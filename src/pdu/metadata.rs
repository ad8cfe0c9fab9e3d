//! Metadata PDU, the first PDU of a transaction. Announces file names, size, checksum type
//! and the closure request flag, plus optional TLV messages.
use crate::pdu::tlv::{read_lv, write_lv, ReservedMessage, Tlv};
use crate::pdu::PduError;

/// The only checksum algorithm this implementation supports.
pub const CHECKSUM_TYPE_MODULAR: u8 = 0;

#[derive(Debug, Clone, PartialEq, Eq)]
pub struct MetadataPdu {
    pub closure_requested: bool,
    /// Checksum algorithm identifier. Anything other than [CHECKSUM_TYPE_MODULAR] is decoded
    /// but rejected by the receiving state machine.
    pub checksum_type: u8,
    pub file_size: u32,
    pub source_file_name: String,
    pub dest_file_name: String,
    pub options: Vec<Tlv>,
}

impl MetadataPdu {
    pub fn new(
        closure_requested: bool,
        file_size: u32,
        source_file_name: String,
        dest_file_name: String,
    ) -> Self {
        Self {
            closure_requested,
            checksum_type: CHECKSUM_TYPE_MODULAR,
            file_size,
            source_file_name,
            dest_file_name,
            options: Vec::new(),
        }
    }

    /// The originating transaction ID option, if present.
    pub fn originating_transaction_id(&self) -> Option<crate::TransactionId> {
        self.options.iter().find_map(|tlv| {
            match ReservedMessage::from_tlv(tlv) {
                Some(ReservedMessage::OriginatingTransactionId(id)) => Some(id),
                _ => None,
            }
        })
    }

    /// The directory listing request option, if present.
    pub fn directory_listing_request(&self) -> Option<(String, String)> {
        self.options.iter().find_map(|tlv| {
            match ReservedMessage::from_tlv(tlv) {
                Some(ReservedMessage::DirectoryListingRequest {
                    directory_name,
                    listing_file_name,
                }) => Some((directory_name, listing_file_name)),
                _ => None,
            }
        })
    }

    pub fn write_to(&self, buf: &mut Vec<u8>) {
        buf.push(((self.closure_requested as u8) << 6) | (self.checksum_type & 0x0F));
        buf.extend_from_slice(&self.file_size.to_be_bytes());
        write_lv(buf, &self.source_file_name);
        write_lv(buf, &self.dest_file_name);
        for option in &self.options {
            option.write_to(buf);
        }
    }

    pub fn from_bytes(raw: &[u8]) -> Result<MetadataPdu, PduError> {
        if raw.len() < 5 {
            return Err(PduError::ByteConversion {
                got: raw.len(),
                expected: 5,
            });
        }
        let closure_requested = (raw[0] >> 6) & 0b1 == 1;
        let checksum_type = raw[0] & 0x0F;
        let file_size = u32::from_be_bytes([raw[1], raw[2], raw[3], raw[4]]);
        let mut pos = 5;
        let source_file_name = read_lv(raw, &mut pos)?;
        let dest_file_name = read_lv(raw, &mut pos)?;
        let mut options = Vec::new();
        while pos < raw.len() {
            let (tlv, consumed) = Tlv::from_bytes(&raw[pos..])?;
            options.push(tlv);
            pos += consumed;
        }
        Ok(MetadataPdu {
            closure_requested,
            checksum_type,
            file_size,
            source_file_name,
            dest_file_name,
            options,
        })
    }
}

#[cfg(test)]
mod tests {
    use super::*;
    use crate::TransactionId;

    #[test]
    fn round_trip_with_options() {
        let mut pdu = MetadataPdu::new(
            true,
            1024,
            "a.bin".to_string(),
            "/download/a.bin".to_string(),
        );
        pdu.options
            .push(ReservedMessage::OriginatingTransactionId(TransactionId::new(2, 9)).to_tlv(2, 4));
        let mut buf = Vec::new();
        pdu.write_to(&mut buf);
        let parsed = MetadataPdu::from_bytes(&buf).unwrap();
        assert_eq!(parsed, pdu);
        assert_eq!(
            parsed.originating_transaction_id(),
            Some(TransactionId::new(2, 9))
        );
        assert_eq!(parsed.directory_listing_request(), None);
    }

    #[test]
    fn flags_byte_layout() {
        let pdu = MetadataPdu::new(true, 0, String::new(), String::new());
        let mut buf = Vec::new();
        pdu.write_to(&mut buf);
        assert_eq!(buf[0], 0b0100_0000);
        let mut pdu = pdu;
        pdu.closure_requested = false;
        pdu.checksum_type = 0x0B;
        buf.clear();
        pdu.write_to(&mut buf);
        assert_eq!(buf[0], 0x0B);
    }

    #[test]
    fn truncated_file_names_are_rejected() {
        let pdu = MetadataPdu::new(false, 10, "source".to_string(), "dest".to_string());
        let mut buf = Vec::new();
        pdu.write_to(&mut buf);
        assert!(MetadataPdu::from_bytes(&buf[..8]).is_err());
    }
}
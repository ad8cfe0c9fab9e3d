//! CFDP modular checksum.
//!
//! The file content is treated as a sequence of big-endian 32-bit words aligned to file
//! offsets, summed with wraparound. The word alignment makes the checksum independent of how
//! the file is split into segments, so partial segment checksums can be accumulated in any
//! arrival order.

/// Modular checksum of a complete file, equivalent to [checksum_segment] at offset 0.
pub fn checksum(data: &[u8]) -> u32 {
    checksum_segment(data, 0)
}

/// Modular checksum contribution of a file segment starting at the given file offset.
///
/// Each byte at file position `p` contributes its value shifted into byte `3 - p % 4` of a
/// 32-bit word. Summing the segment checksums of any partition of a file yields the checksum
/// of the whole file.
pub fn checksum_segment(data: &[u8], file_offset: u64) -> u32 {
    let mut sum: u32 = 0;
    let mut pos = file_offset;
    for &byte in data {
        let shift = 8 * (3 - (pos % 4) as u32);
        sum = sum.wrapping_add((byte as u32) << shift);
        pos += 1;
    }
    sum
}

········

» TASK DESCRIPTION: Transcribe the data above completely and exactly.

» RESULT OF THE TASK:
filename src/pdu/metadata.rs
repository ad8cfe0c9fab9e3d
//! Metadata PDU, the first PDU of a transaction. Announces file names, size, checksum type
//! and the closure request flag, plus optional TLV messages.
use crate::pdu::tlv::{read_lv, write_lv, ReservedMessage, Tlv};
use crate::pdu::PduError;

/// The only checksum algorithm this implementation supports.
pub const CHECKSUM_TYPE_MODULAR: u8 = 0;

#[derive(Debug, Clone, PartialEq, Eq)]
pub struct MetadataPdu {
    pub closure_requested: bool,
    /// Checksum algorithm identifier. Anything other than [CHECKSUM_TYPE_MODULAR] is decoded
    /// but rejected by the receiving state machine.
    pub checksum_type: u8,
    pub file_size: u32,
    pub source_file_name: String,
    pub dest_file_name: String,
    pub options: Vec<Tlv>,
}

impl MetadataPdu {
    pub fn new(
        closure_requested: bool,
        file_size: u32,
        source_file_name: String,
        dest_file_name: String,
    ) -> Self {
        Self {
            closure_requested,
            checksum_type: CHECKSUM_TYPE_MODULAR,
            file_size,
            source_file_name,
            dest_file_name,
            options: Vec::new(),
        }
    }

    /// The originating transaction ID option, if present.
    pub fn originating_transaction_id(&self) -> Option<crate::TransactionId> {
        self.options.iter().find_map(|tlv| {
            match ReservedMessage::from_tlv(tlv) {
                Some(ReservedMessage::OriginatingTransactionId(id)) => Some(id),
                _ => None,
            }
        })
    }

    /// The directory listing request option, if present.
    pub fn directory_listing_request(&self) -> Option<(String, String)> {
        self.options.iter().find_map(|tlv| {
            match ReservedMessage::from_tlv(tlv) {
                Some(ReservedMessage::DirectoryListingRequest {
                    directory_name,
                    listing_file_name,
                }) => Some((directory_name, listing_file_name)),
                _ => None,
            }
        })
    }

    pub fn write_to(&self, buf: &mut Vec<u8>) {
        buf.push(((self.closure_requested as u8) << 6) | (self.checksum_type & 0x0F));
        buf.extend_from_slice(&self.file_size.to_be_bytes());
        write_lv(buf, &self.source_file_name);
        write_lv(buf, &self.dest_file_name);
        for option in &self.options {
            option.write_to(buf);
        }
    }

    pub fn from_bytes(raw: &[u8]) -> Result<MetadataPdu, PduError> {
        if raw.len() < 5 {
            return Err(PduError::ByteConversion {
                got: raw.len(),
                expected: 5,
            });
        }
        let closure_requested = (raw[0] >> 6) & 0b1 == 1;
        let checksum_type = raw[0] & 0x0F;
        let file_size = u32::from_be_bytes([raw[1], raw[2], raw[3], raw[4]]);
        let mut pos = 5;
        let source_file_name = read_lv(raw, &mut pos)?;
        let dest_file_name = read_lv(raw, &mut pos)?;
        let mut options = Vec::new();
        while pos < raw.len() {
            let (tlv, consumed) = Tlv::from_bytes(&raw[pos..])?;
            options.push(tlv);
            pos += consumed;
        }
        Ok(MetadataPdu {
            closure_requested,
            checksum_type,
            file_size,
            source_file_name,
            dest_file_name,
            options,
        })
    }
}

#[cfg(test)]
mod tests {
    use super::*;
    use crate::TransactionId;

    #[test]
    fn round_trip_with_options() {
        let mut pdu = MetadataPdu::new(
            true,
            1024,
            "a.bin".to_string(),
            "/download/a.bin".to_string(),
        );
        pdu.options
            .push(ReservedMessage::OriginatingTransactionId(TransactionId::new(2, 9)).to_tlv(2, 4));
        let mut buf = Vec::new();
        pdu.write_to(&mut buf);
        let parsed = MetadataPdu::from_bytes(&buf).unwrap();
        assert_eq!(parsed, pdu);
        assert_eq!(
            parsed.originating_transaction_id(),
            Some(TransactionId::new(2, 9))
        );
        assert_eq!(parsed.directory_listing_request(), None);
    }

    #[test]
    fn flags_byte_layout() {
        let pdu = MetadataPdu::new(true, 0, String::new(), String::new());
        let mut buf = Vec::new();
        pdu.write_to(&mut buf);
        assert_eq!(buf[0], 0b0100_0000);
        let mut pdu = pdu;
        pdu.closure_requested = false;
        pdu.checksum_type = 0x0B;
        buf.clear();
        pdu.write_to(&mut buf);
        assert_eq!(buf[0], 0x0B);
    }

    #[test]
    fn truncated_file_names_are_rejected() {
        let pdu = MetadataPdu::new(false, 10, "source".to_string(), "dest".to_string());
        let mut buf = Vec::new();
        pdu.write_to(&mut buf);
        assert!(MetadataPdu::from_bytes(&buf[..8]).is_err());
    }
}
repository ad8cfe0c9fab9e3d
//! CFDP modular checksum.
//!
//! The file content is treated as a sequence of big-endian 32-bit words aligned to file
//! offsets, summed with wraparound. The word alignment makes the checksum independent of how
//! the file is split into segments, so partial segment checksums can be accumulated in any
//! arrival order.

/// Modular checksum of a complete file, equivalent to [checksum_segment] at offset 0.
pub fn checksum(data: &[u8]) -> u32 {
    checksum_segment(data, 0)
}

/// Modular checksum contribution of a file segment starting at the given file offset.
///
/// Each byte at file position `p` contributes its value shifted into byte `3 - p % 4` of a
/// 32-bit word. Summing the segment checksums of any partition of a file yields the checksum
/// of the whole file.
pub fn checksum_segment(data: &[u8], file_offset: u64) -> u32 {
    let mut sum: u32 = 0;
    let mut pos = file_offset;
    for &byte in data {
        let shift = 8 * (3 - (pos % 4) as u32);
        sum = sum.wrapping_add((byte as u32) << shift);
        pos += 1;
    }
    sum
}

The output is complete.